_Problem to solve_. Among the entries below, find the lines that contain the string "broadcast". State only how many there are.

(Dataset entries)
####################

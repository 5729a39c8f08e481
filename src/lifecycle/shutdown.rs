//! Shutdown coordination.

use std::sync::atomic::{AtomicBool, Ordering};

use tokio::sync::broadcast;

/// Coordinator for graceful shutdown.
///
/// The HTTP server and every sweep task subscribe; `trigger` stops them all.
pub struct Shutdown {
    tx: broadcast::Sender<()>,
    triggered: AtomicBool,
}

impl Shutdown {
    pub fn new() -> Self {
        let (tx, _) = broadcast::channel(1);
        Self {
            tx,
            triggered: AtomicBool::new(false),
        }
    }

    pub fn subscribe(&self) -> broadcast::Receiver<()> {
        self.tx.subscribe()
    }

    /// Signal every subscriber. Later calls are no-ops.
    pub fn trigger(&self) {
        if self.triggered.swap(true, Ordering::SeqCst) {
            return;
        }
        tracing::info!(subscribers = self.tx.receiver_count(), "Shutdown triggered");
        let _ = self.tx.send(());
    }

    pub fn is_triggered(&self) -> bool {
        self.triggered.load(Ordering::SeqCst)
    }

    /// Number of tasks still listening.
    pub fn receiver_count(&self) -> usize {
        self.tx.receiver_count()
    }
}

impl Default for Shutdown {
    fn default() -> Self {
        Self::new()
    }
}

#[cfg(test)]
mod tests {
    use super::*;

    #[tokio::test]
    async fn test_trigger_reaches_subscribers_once() {
        let shutdown = Shutdown::new();
        let mut a = shutdown.subscribe();
        let mut b = shutdown.subscribe();
        assert_eq!(shutdown.receiver_count(), 2);

        shutdown.trigger();
        shutdown.trigger();
        assert!(shutdown.is_triggered());
        assert!(a.recv().await.is_ok());
        assert!(b.recv().await.is_ok());
        assert!(a.try_recv().is_err());
    }
}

####################

_Output below_. 4